Star in the constellation Taurus

HD 23753 is a single star in the equatorial zodiac constellation of Taurus, and is a member of the Pleiades open cluster. It is dimly visible to the naked eye with an apparent visual magnitude of 5.44. The distance to this star, as determined from its annual parallax shift of 7.7 mas, is about 424 light years. It is moving further from the Earth with a heliocentric radial velocity of +8 km/s. The star is positioned near the ecliptic and so is subject to lunar occultations.
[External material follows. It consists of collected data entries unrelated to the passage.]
use std::env;
use std::path::{Path, PathBuf};
use std::str::FromStr;

use dirs::home_dir;

use crate::consts::{DEFAULT_FIXTURE_SUBFOLDER, MGREAD_FIXTURE_DIR_ENV};

///
/// Kinds of files the readers know how to open, detected from the extension.
///
#[derive(Debug, Clone, Copy, PartialEq, Eq)]
pub enum FileType {
    Hdf5,
    Snapshot,
    BigBed,
    BigWig,
    Unknown,
}

impl FromStr for FileType {
    type Err = String;

    fn from_str(s: &str) -> Result<Self, Self::Err> {
        match s.to_lowercase().as_str() {
            "h5" | "hdf5" => Ok(FileType::Hdf5),
            "coords" => Ok(FileType::Snapshot),
            "bb" | "bigbed" => Ok(FileType::BigBed),
            "bw" | "bigwig" => Ok(FileType::BigWig),
            _ => Ok(FileType::Unknown),
        }
    }
}

///
/// Get the file type of a path from its extension.
///
pub fn get_file_type(path: &Path) -> FileType {
    path.extension()
        .and_then(|e| e.to_str())
        .map(|ext| FileType::from_str(ext).unwrap_or(FileType::Unknown))
        .unwrap_or(FileType::Unknown)
}

///
/// Expand `~` and environment variables in a user supplied path.
///
pub fn expand_path<P: AsRef<Path>>(path: P) -> PathBuf {
    let raw = path.as_ref().to_string_lossy().into_owned();
    let expanded = shellexpand::full(&raw)
        .map(|s| s.into_owned())
        .unwrap_or(raw);
    PathBuf::from(expanded)
}

/// Get the default fixture folder from the environment, falling back to a
/// folder in the home directory.
///
/// # Returns
/// - path to fixture folder
pub fn get_default_fixture_dir() -> PathBuf {
    if let Ok(val) = env::var(MGREAD_FIXTURE_DIR_ENV) {
        return expand_path(val);
    }

    let home = home_dir().unwrap_or_else(|| PathBuf::from("/tmp"));
    home.join(DEFAULT_FIXTURE_SUBFOLDER)
}
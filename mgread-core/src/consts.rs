//! Constants shared by the mgread crates.
//!
//! Environment variable names, the reserved test user and paging limits.

// Environment variable names

/// Environment variable pointing at the catalog manifest.
///
/// # Example
///
/// ```bash
/// export MGREAD_CATALOG=/data/catalog.yaml
/// ```
pub const MGREAD_CATALOG_ENV: &str = "MGREAD_CATALOG";

/// Environment variable overriding the directory where sample fixtures are
/// generated for the `test` user (default `~/.mgread/fixtures/`).
pub const MGREAD_FIXTURE_DIR_ENV: &str = "MGREAD_FIXTURE_DIR";

/// Environment variable overriding the default number of models per page.
pub const MGREAD_PAGE_SIZE_ENV: &str = "MGREAD_PAGE_SIZE";

/// Reserved user id. Requests for this user resolve to generated fixtures
/// instead of going through the catalog.
pub const TEST_USER: &str = "test";

/// Upper bound for models per page. Larger requests are clamped.
pub const MAX_PAGE_SIZE: usize = 100;

/// Models per page when the caller does not ask for a size.
pub const DEFAULT_PAGE_SIZE: usize = 10;

/// Default subdirectory of the home folder holding generated fixtures.
pub const DEFAULT_FIXTURE_SUBFOLDER: &str = ".mgread/fixtures";
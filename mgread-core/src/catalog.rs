//! Catalog client: maps a `(user, file)` pair onto a path on disk.
//!
//! The catalog service itself is external. [`FileCatalog`] reads a manifest
//! exported from it (YAML, TOML or JSON), which is enough for the read path.

use std::fs;
use std::path::{Path, PathBuf};

use serde::{Deserialize, Serialize};
use tracing::debug;

use crate::consts::TEST_USER;
use crate::errors::{ReaderError, Result};

/// One file record in the catalog.
#[derive(Debug, Clone, PartialEq, Eq, Serialize, Deserialize)]
pub struct CatalogEntry {
    pub user_id: String,
    pub file_id: String,
    pub file_path: PathBuf,
    #[serde(default)]
    pub file_type: Option<String>,
}

pub trait Catalog {
    ///
    /// Resolve a file identifier owned by a user to its location.
    ///
    /// # Arguments
    /// - user_id: owner of the file, or `common` for shared files
    /// - file_id: catalog identifier of the file
    fn resolve(&self, user_id: &str, file_id: &str) -> Result<PathBuf>;

    ///
    /// List every file registered for a user.
    ///
    fn files_by_user(&self, user_id: &str) -> Result<Vec<CatalogEntry>>;
}

#[derive(Debug, Default, Serialize, Deserialize)]
struct Manifest {
    #[serde(default)]
    files: Vec<CatalogEntry>,
}

///
/// Catalog backed by a manifest file.
///
/// ```yaml
/// files:
///   - user_id: adam
///     file_id: "5a2f"
///     file_path: models/adam_coords.hdf5
///     file_type: hdf5
/// ```
///
/// Relative `file_path` values are resolved against the manifest's folder.
#[derive(Debug, Clone, Default)]
pub struct FileCatalog {
    entries: Vec<CatalogEntry>,
}

impl FileCatalog {
    pub fn from_entries(entries: Vec<CatalogEntry>) -> Self {
        FileCatalog { entries }
    }

    ///
    /// Load a catalog manifest from disk. The format is picked from the
    /// extension: `.yaml`/`.yml`, `.toml` or `.json`.
    ///
    pub fn from_path<P: AsRef<Path>>(path: P) -> Result<Self> {
        let path = path.as_ref();
        let raw = fs::read_to_string(path)?;

        let ext = path
            .extension()
            .and_then(|e| e.to_str())
            .map(|e| e.to_lowercase())
            .unwrap_or_default();

        let manifest: Manifest = match ext.as_str() {
            "yaml" | "yml" => serde_yaml::from_str(&raw).map_err(|e| manifest_error(path, e))?,
            "toml" => toml::from_str(&raw).map_err(|e| manifest_error(path, e))?,
            "json" => serde_json::from_str(&raw).map_err(|e| manifest_error(path, e))?,
            _ => {
                return Err(ReaderError::InvalidArgument(format!(
                    "unsupported catalog manifest format: {}",
                    path.display()
                )));
            }
        };

        let base = path.parent().map(Path::to_path_buf).unwrap_or_default();
        let entries = manifest
            .files
            .into_iter()
            .map(|mut entry| {
                if entry.file_path.is_relative() {
                    entry.file_path = base.join(&entry.file_path);
                }
                entry
            })
            .collect::<Vec<_>>();

        debug!(path = %path.display(), entries = entries.len(), "Loaded catalog manifest");

        Ok(FileCatalog { entries })
    }

    pub fn len(&self) -> usize {
        self.entries.len()
    }

    pub fn is_empty(&self) -> bool {
        self.entries.is_empty()
    }
}

fn manifest_error<E: std::fmt::Display>(path: &Path, err: E) -> ReaderError {
    ReaderError::Schema(format!(
        "cannot parse catalog manifest {}: {}",
        path.display(),
        err
    ))
}

impl Catalog for FileCatalog {
    fn resolve(&self, user_id: &str, file_id: &str) -> Result<PathBuf> {
        self.entries
            .iter()
            .find(|e| e.user_id == user_id && e.file_id == file_id)
            .map(|e| e.file_path.clone())
            .ok_or_else(|| {
                ReaderError::NotFound(format!("file '{}' for user '{}'", file_id, user_id))
            })
    }

    fn files_by_user(&self, user_id: &str) -> Result<Vec<CatalogEntry>> {
        Ok(self
            .entries
            .iter()
            .filter(|e| e.user_id == user_id)
            .cloned()
            .collect())
    }
}

///
/// Where a requested file lives.
///
#[derive(Debug, Clone, PartialEq, Eq)]
pub enum ResolvedFile {
    /// The reserved test user: a generated fixture that may not exist yet.
    Fixture(PathBuf),
    /// A file found through the catalog.
    Catalog(PathBuf),
}

impl ResolvedFile {
    pub fn path(&self) -> &Path {
        match self {
            ResolvedFile::Fixture(p) | ResolvedFile::Catalog(p) => p,
        }
    }

    pub fn is_fixture(&self) -> bool {
        matches!(self, ResolvedFile::Fixture(_))
    }
}

///
/// Resolve a `(user, file)` request. The `test` user maps onto the fixture
/// path and never touches the catalog.
///
/// # Arguments
/// - user_id: owner of the file
/// - file_id: catalog identifier of the file
/// - catalog: catalog used for every user other than `test`
/// - fixture: fixture location used for the `test` user
pub fn resolve_file(
    user_id: &str,
    file_id: &str,
    catalog: Option<&dyn Catalog>,
    fixture: &Path,
) -> Result<ResolvedFile> {
    if user_id == TEST_USER {
        return Ok(ResolvedFile::Fixture(fixture.to_path_buf()));
    }

    let catalog = catalog.ok_or_else(|| {
        ReaderError::InvalidArgument(format!(
            "no catalog configured to resolve file '{}' for user '{}'",
            file_id, user_id
        ))
    })?;

    catalog.resolve(user_id, file_id).map(ResolvedFile::Catalog)
}

#[cfg(test)]
mod tests {
    use super::*;

    use pretty_assertions::assert_eq;
    use rstest::*;
    use std::io::Write;

    #[fixture]
    fn catalog() -> FileCatalog {
        let users = ["adam", "ben", "chris", "denis", "eric"];
        let entries = users
            .iter()
            .enumerate()
            .flat_map(|(i, u)| {
                (0..=i).map(move |n| CatalogEntry {
                    user_id: u.to_string(),
                    file_id: format!("{}-{}", u, n),
                    file_path: PathBuf::from(format!("/data/{}/{}.hdf5", u, n)),
                    file_type: Some("hdf5".to_string()),
                })
            })
            .collect();
        FileCatalog::from_entries(entries)
    }

    #[rstest]
    fn test_resolve_known_file(catalog: FileCatalog) {
        let path = catalog.resolve("chris", "chris-1").unwrap();
        assert_eq!(path, PathBuf::from("/data/chris/1.hdf5"));
    }

    #[rstest]
    fn test_resolve_unknown_file(catalog: FileCatalog) {
        let err = catalog.resolve("chris", "adam-0").unwrap_err();
        assert!(matches!(err, ReaderError::NotFound(_)));
    }

    #[rstest]
    fn test_files_by_user(catalog: FileCatalog) {
        for (i, user) in ["adam", "ben", "chris", "denis", "eric"].iter().enumerate() {
            let files = catalog.files_by_user(user).unwrap();
            assert_eq!(files.len(), i + 1);
        }
        assert!(catalog.files_by_user("frank").unwrap().is_empty());
    }

    #[rstest]
    fn test_test_user_skips_catalog() {
        let fixture = PathBuf::from("/tmp/fixtures/sample_coords.coords");
        let resolved = resolve_file(TEST_USER, "", None, &fixture).unwrap();
        assert_eq!(resolved, ResolvedFile::Fixture(fixture));
        assert!(resolved.is_fixture());
    }

    #[rstest]
    fn test_missing_catalog(catalog: FileCatalog) {
        let fixture = PathBuf::from("/unused");
        assert!(matches!(
            resolve_file("adam", "adam-0", None, &fixture),
            Err(ReaderError::InvalidArgument(_))
        ));
        let resolved = resolve_file("adam", "adam-0", Some(&catalog), &fixture).unwrap();
        assert_eq!(resolved.path(), Path::new("/data/adam/0.hdf5"));
    }

    #[rstest]
    #[case("catalog.yaml", "files:\n  - user_id: adam\n    file_id: f1\n    file_path: models/a.hdf5\n")]
    #[case("catalog.toml", "[[files]]\nuser_id = \"adam\"\nfile_id = \"f1\"\nfile_path = \"models/a.hdf5\"\n")]
    #[case("catalog.json", r#"{"files": [{"user_id": "adam", "file_id": "f1", "file_path": "models/a.hdf5"}]}"#)]
    fn test_load_manifest(#[case] name: &str, #[case] body: &str) {
        let tempdir = tempfile::tempdir().unwrap();
        let manifest = tempdir.path().join(name);
        let mut file = std::fs::File::create(&manifest).unwrap();
        file.write_all(body.as_bytes()).unwrap();

        let catalog = FileCatalog::from_path(&manifest).unwrap();
        assert_eq!(catalog.len(), 1);
        assert_eq!(
            catalog.resolve("adam", "f1").unwrap(),
            tempdir.path().join("models/a.hdf5")
        );
    }

    #[rstest]
    fn test_load_manifest_unknown_format() {
        let tempdir = tempfile::tempdir().unwrap();
        let manifest = tempdir.path().join("catalog.ini");
        std::fs::write(&manifest, "files=").unwrap();
        assert!(matches!(
            FileCatalog::from_path(&manifest),
            Err(ReaderError::InvalidArgument(_))
        ));
    }
}
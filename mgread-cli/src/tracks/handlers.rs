use anyhow::{Context, Result};
use clap::ArgMatches;

use mgread_tracks::{BigBedReader, BigWigReader, RangeFormat, RangeOutput};

use super::cli::*;
use crate::common::{print_json, reader_config, source};

struct RangeQuery {
    chrom: String,
    start: u32,
    end: u32,
    format: RangeFormat,
}

impl RangeQuery {
    fn from_matches(matches: &ArgMatches) -> Result<Self> {
        let chrom = matches
            .get_one::<String>("chrom")
            .context("--chrom is required")?
            .clone();
        let start = *matches.get_one::<u32>("start").context("--start is required")?;
        let end = *matches.get_one::<u32>("end").context("--end is required")?;
        let format = matches
            .get_one::<String>("format")
            .map(|f| f.parse::<RangeFormat>())
            .transpose()?
            .unwrap_or(RangeFormat::List);
        Ok(RangeQuery {
            chrom,
            start,
            end,
            format,
        })
    }
}

fn print_range(output: RangeOutput) -> Result<()> {
    match output {
        RangeOutput::Text(text) => {
            print!("{}", text);
            Ok(())
        }
        rows => print_json(&rows),
    }
}

///
/// Run a `bigbed` subcommand.
///
pub fn run_bigbed(matches: &ArgMatches) -> Result<()> {
    let (subcmd, matches) = matches
        .subcommand()
        .context("A bigbed subcommand is required")?;
    let config = reader_config(matches)?;
    let (user, file) = source(matches);
    let mut reader = BigBedReader::open_source(&config, user, file)
        .with_context(|| format!("Failed to open bigBed for user '{}'", user))?;

    match subcmd {
        TRACK_CHROMS => print_json(&reader.chroms()),
        TRACK_HEADER => print_json(&reader.header()),
        TRACK_RANGE => {
            let q = RangeQuery::from_matches(matches)?;
            print_range(reader.get_range(&q.chrom, q.start, q.end, q.format))
        }
        _ => unreachable!("Unknown bigbed subcommand: {subcmd}"),
    }
}

///
/// Run a `bigwig` subcommand.
///
pub fn run_bigwig(matches: &ArgMatches) -> Result<()> {
    let (subcmd, matches) = matches
        .subcommand()
        .context("A bigwig subcommand is required")?;
    let config = reader_config(matches)?;
    let (user, file) = source(matches);
    let mut reader = BigWigReader::open_source(&config, user, file)
        .with_context(|| format!("Failed to open bigWig for user '{}'", user))?;

    match subcmd {
        TRACK_CHROMS => print_json(&reader.chroms()),
        TRACK_HEADER => print_json(&reader.header()),
        TRACK_RANGE => {
            let q = RangeQuery::from_matches(matches)?;
            let output = reader.get_range(&q.chrom, q.start, q.end, q.format);
            // wig lines carry no trailing newline
            if let RangeOutput::Text(text) = &output {
                println!("{}", text);
                return Ok(());
            }
            print_range(output)
        }
        _ => unreachable!("Unknown bigwig subcommand: {subcmd}"),
    }
}
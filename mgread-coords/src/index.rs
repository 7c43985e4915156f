//! Per-resolution index.
//!
//! Binding a resolution reads the descriptive attributes of `<res>/data`
//! and the attributes of every `<res>/meta/model_params/<region>` table
//! once, validates them, and keeps the result for the life of the binding.

use std::collections::BTreeMap;

use serde_json::Value;
use tracing::debug;

use mgread_core::{ReaderError, Result};

use crate::regions::RegionEntry;
use crate::store::{AttrValue, Attributes, CoordStore};

/// Descriptive attributes every `<res>/data` array must carry.
pub const DESCRIPTIVE_ATTRS: [&str; 11] = [
    "title",
    "experimentType",
    "species",
    "project",
    "identifier",
    "assembly",
    "cellType",
    "resolution",
    "datatype",
    "components",
    "source",
];

/// Number of spatial coordinates per position.
pub const COORD_DIMS: usize = 3;

pub fn data_path(resolution: u32) -> String {
    format!("{}/data", resolution)
}

pub fn model_params_path(resolution: u32) -> String {
    format!("{}/meta/model_params", resolution)
}

pub fn region_params_path(resolution: u32, region: &str) -> String {
    format!("{}/meta/model_params/{}", resolution, region)
}

pub fn clusters_path(resolution: u32, region: &str) -> String {
    format!("{}/meta/clusters/{}", resolution, region)
}

pub fn centroids_path(resolution: u32, region: &str) -> String {
    format!("{}/meta/centroids/{}", resolution, region)
}

///
/// Resolution-wide descriptive attributes of the coordinate array.
///
#[derive(Debug, Clone, PartialEq)]
pub struct DatasetHeader {
    /// `title`, `experimentType`, ... keyed by their attribute names
    pub descriptive: BTreeMap<String, String>,
    pub dependencies: Value,
    pub tadbit_meta: Value,
    pub hic_data: Value,
    pub restraints: Value,
}

impl DatasetHeader {
    ///
    /// Build the header from the attributes of `<res>/data`.
    ///
    /// Numbers are accepted for descriptive attributes and rendered as text.
    /// The JSON attributes are optional and default to `[]` (dependencies,
    /// restraints) or `{}` (TADbit_meta, hic_data).
    ///
    pub fn from_attributes(attrs: &Attributes) -> Result<Self> {
        let mut descriptive = BTreeMap::new();
        for name in DESCRIPTIVE_ATTRS {
            let value = attrs.get(name).ok_or_else(|| {
                ReaderError::Schema(format!("data array is missing the '{}' attribute", name))
            })?;
            descriptive.insert(name.to_string(), value.to_string());
        }

        Ok(DatasetHeader {
            descriptive,
            dependencies: json_attr(attrs, "dependencies", Value::Array(vec![]))?,
            tadbit_meta: json_attr(attrs, "TADbit_meta", Value::Object(Default::default()))?,
            hic_data: json_attr(attrs, "hic_data", Value::Object(Default::default()))?,
            restraints: json_attr(attrs, "restraints", Value::Array(vec![]))?,
        })
    }

    pub fn get(&self, name: &str) -> &str {
        self.descriptive.get(name).map(String::as_str).unwrap_or("")
    }
}

fn json_attr(attrs: &Attributes, name: &str, default: Value) -> Result<Value> {
    match attrs.get(name) {
        None => Ok(default),
        Some(AttrValue::Text(raw)) => serde_json::from_str(raw).map_err(|e| {
            ReaderError::Schema(format!("attribute '{}' is not valid JSON: {}", name, e))
        }),
        Some(other) => Err(ReaderError::Schema(format!(
            "attribute '{}' must be a JSON string, found {}",
            name, other
        ))),
    }
}

fn int_attr(attrs: &Attributes, region: &str, name: &str) -> Result<i64> {
    attrs.get(name).and_then(AttrValue::as_int).ok_or_else(|| {
        ReaderError::Schema(format!(
            "region '{}' needs an integer '{}' attribute",
            region, name
        ))
    })
}

fn row_attr(attrs: &Attributes, region: &str, name: &str) -> Result<usize> {
    let value = int_attr(attrs, region, name)?;
    usize::try_from(value).map_err(|_| {
        ReaderError::Schema(format!(
            "region '{}' has a negative row bound {}={}",
            region, name, value
        ))
    })
}

///
/// Everything known about one bound resolution.
///
#[derive(Debug, Clone)]
pub struct ResolutionIndex {
    pub resolution: u32,
    pub header: DatasetHeader,
    /// Rows of the coordinate array
    pub rows: usize,
    /// Model columns of the coordinate array
    pub columns: usize,
    /// Regions keyed by identifier
    pub regions: BTreeMap<String, RegionEntry>,
}

impl ResolutionIndex {
    ///
    /// Read and validate the index of `resolution`.
    ///
    /// # Arguments
    /// - store: the opened backing store
    /// - resolution: resolution key, must be a top-level group
    pub fn load(store: &dyn CoordStore, resolution: u32) -> Result<Self> {
        if !store.has_group(&resolution.to_string())? {
            return Err(ReaderError::NotFound(format!("resolution {}", resolution)));
        }

        let data = data_path(resolution);
        let shape = store.shape(&data)?;
        if shape.len() != 3 || shape[2] != COORD_DIMS {
            return Err(ReaderError::Schema(format!(
                "'{}' must have shape [rows, models, 3], found {:?}",
                data, shape
            )));
        }
        let (rows, columns) = (shape[0], shape[1]);

        let header = DatasetHeader::from_attributes(&store.attributes(&data)?)?;

        let mut regions = BTreeMap::new();
        for region in store.list_groups(&model_params_path(resolution))? {
            let table = region_params_path(resolution, &region);
            check_model_table(&region, &store.shape(&table)?, columns)?;
            let attrs = store.attributes(&table)?;
            let entry = RegionEntry {
                chromosome: attrs
                    .get("chromosome")
                    .and_then(AttrValue::as_text)
                    .map(str::to_string)
                    .ok_or_else(|| {
                        ReaderError::Schema(format!(
                            "region '{}' needs a text 'chromosome' attribute",
                            region
                        ))
                    })?,
                start: int_attr(&attrs, &region, "start")?,
                end: int_attr(&attrs, &region, "end")?,
                i: row_attr(&attrs, &region, "i")?,
                j: row_attr(&attrs, &region, "j")?,
                id: region.clone(),
            };
            if entry.i > entry.j || entry.j > rows {
                return Err(ReaderError::Schema(format!(
                    "region '{}' rows [{}, {}) fall outside the {} rows of '{}'",
                    region, entry.i, entry.j, rows, data
                )));
            }
            regions.insert(region, entry);
        }

        check_disjoint(&regions)?;

        debug!(
            resolution,
            rows,
            columns,
            regions = regions.len(),
            "Loaded resolution index"
        );

        Ok(ResolutionIndex {
            resolution,
            header,
            rows,
            columns,
            regions,
        })
    }

    pub fn region(&self, region: &str) -> Result<&RegionEntry> {
        self.regions
            .get(region)
            .ok_or_else(|| ReaderError::NotFound(format!("region {}", region)))
    }
}

/// A model table is `[models, 2+]` and never lists more models than the
/// array has columns.
fn check_model_table(region: &str, shape: &[usize], columns: usize) -> Result<()> {
    match shape {
        [models, width] if *width >= 2 && *models <= columns => Ok(()),
        [models, width] if *width >= 2 => Err(ReaderError::Schema(format!(
            "model table of region '{}' lists {} models but the data array has {} model columns",
            region, models, columns
        ))),
        _ => Err(ReaderError::Schema(format!(
            "model table of region '{}' must have shape [models, 2], found {:?}",
            region, shape
        ))),
    }
}

fn check_disjoint(regions: &BTreeMap<String, RegionEntry>) -> Result<()> {
    let mut spans: Vec<&RegionEntry> = regions.values().filter(|r| r.i < r.j).collect();
    spans.sort_by_key(|r| r.i);
    for pair in spans.windows(2) {
        if pair[1].i < pair[0].j {
            return Err(ReaderError::Schema(format!(
                "regions '{}' and '{}' share rows of the coordinate array",
                pair[0].id, pair[1].id
            )));
        }
    }
    Ok(())
}

#[cfg(test)]
mod tests {
    use super::*;
    use crate::store::MemoryStore;

    use pretty_assertions::assert_eq;
    use rstest::*;

    fn add_region(store: &mut MemoryStore, id: &str, chrom: &str, rows: (i64, i64)) {
        let path = region_params_path(1000, id);
        store.insert_i64(&path, vec![1, 2], vec![0, 0]).unwrap();
        store.set_attr(&path, "chromosome", chrom).unwrap();
        store.set_attr(&path, "start", 100i64).unwrap();
        store.set_attr(&path, "end", 200i64).unwrap();
        store.set_attr(&path, "i", rows.0).unwrap();
        store.set_attr(&path, "j", rows.1).unwrap();
    }

    #[fixture]
    fn store() -> MemoryStore {
        let mut store = MemoryStore::new();
        store
            .insert_i32(&data_path(1000), vec![6, 1, 3], vec![0; 18])
            .unwrap();
        for name in DESCRIPTIVE_ATTRS {
            store.set_attr(&data_path(1000), name, name).unwrap();
        }
        add_region(&mut store, "a", "chr1", (0, 2));
        add_region(&mut store, "b", "chr2", (2, 6));
        store
    }

    #[rstest]
    fn test_load_index(store: MemoryStore) {
        let index = ResolutionIndex::load(&store, 1000).unwrap();
        assert_eq!(index.rows, 6);
        assert_eq!(index.columns, 1);
        assert_eq!(index.regions.len(), 2);
        assert_eq!(index.region("b").unwrap().i, 2);
        assert_eq!(index.header.get("cellType"), "cellType");
        assert_eq!(index.header.dependencies, Value::Array(vec![]));
        assert_eq!(index.header.hic_data, serde_json::json!({}));
    }

    #[rstest]
    fn test_unknown_resolution(store: MemoryStore) {
        let result = ResolutionIndex::load(&store, 5000);
        assert!(matches!(result, Err(ReaderError::NotFound(_))));
    }

    #[rstest]
    fn test_missing_descriptive_attribute() {
        let mut store = MemoryStore::new();
        store
            .insert_i32(&data_path(1000), vec![1, 1, 3], vec![0; 3])
            .unwrap();
        store.set_attr(&data_path(1000), "title", "t").unwrap();
        let result = ResolutionIndex::load(&store, 1000);
        assert!(matches!(result, Err(ReaderError::Schema(_))));
    }

    #[rstest]
    fn test_malformed_json_attribute(mut store: MemoryStore) {
        store
            .set_attr(&data_path(1000), "TADbit_meta", "{not json")
            .unwrap();
        let result = ResolutionIndex::load(&store, 1000);
        assert!(matches!(result, Err(ReaderError::Schema(_))));
    }

    #[rstest]
    fn test_overlapping_rows_rejected(mut store: MemoryStore) {
        add_region(&mut store, "c", "chr3", (1, 3));
        let result = ResolutionIndex::load(&store, 1000);
        assert!(matches!(result, Err(ReaderError::Schema(_))));
    }

    #[rstest]
    fn test_rows_past_end_rejected(mut store: MemoryStore) {
        add_region(&mut store, "c", "chr3", (6, 9));
        let result = ResolutionIndex::load(&store, 1000);
        assert!(matches!(result, Err(ReaderError::Schema(_))));
    }

    #[rstest]
    fn test_model_table_longer_than_model_axis(mut store: MemoryStore) {
        let path = region_params_path(1000, "b");
        store
            .insert_i64(&path, vec![2, 2], vec![0, 0, 1, 1])
            .unwrap();
        let result = ResolutionIndex::load(&store, 1000);
        assert!(matches!(result, Err(ReaderError::Schema(_))));
    }

    #[rstest]
    fn test_model_table_needs_two_columns(mut store: MemoryStore) {
        let path = region_params_path(1000, "a");
        store.insert_i64(&path, vec![1, 1], vec![0]).unwrap();
        let result = ResolutionIndex::load(&store, 1000);
        assert!(matches!(result, Err(ReaderError::Schema(_))));
    }

    #[rstest]
    fn test_numeric_descriptive_attribute(mut store: MemoryStore) {
        store.set_attr(&data_path(1000), "resolution", 1000i64).unwrap();
        let index = ResolutionIndex::load(&store, 1000).unwrap();
        assert_eq!(index.header.get("resolution"), "1000");
    }
}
This is a B-type main-sequence star with a stellar classification of B9 Vn, where the 'n' indicates "nebulous" lines due to rapid rotation. It is 125 million years old with a projected rotational velocity of 335 km/s, completing a full revolution about its axis every 0.6994 day. HD 23753 has been catalogued as a suspected variable star with the designation NSV 1321, although the amplitude is no more than 0.1 magnitude and it may even be suitable for a photometric standard. Wraight et al. report that STEREO detected very shallow eclipses, with a period of 2.2663 days, during which the brightness falls by 1%.

HD 23753 has 3.21 times the mass of the Sun and 2.7 times the Sun's radius. It is radiating 150 times the Sun's luminosity from its photosphere at an effective temperature of 11,535 K.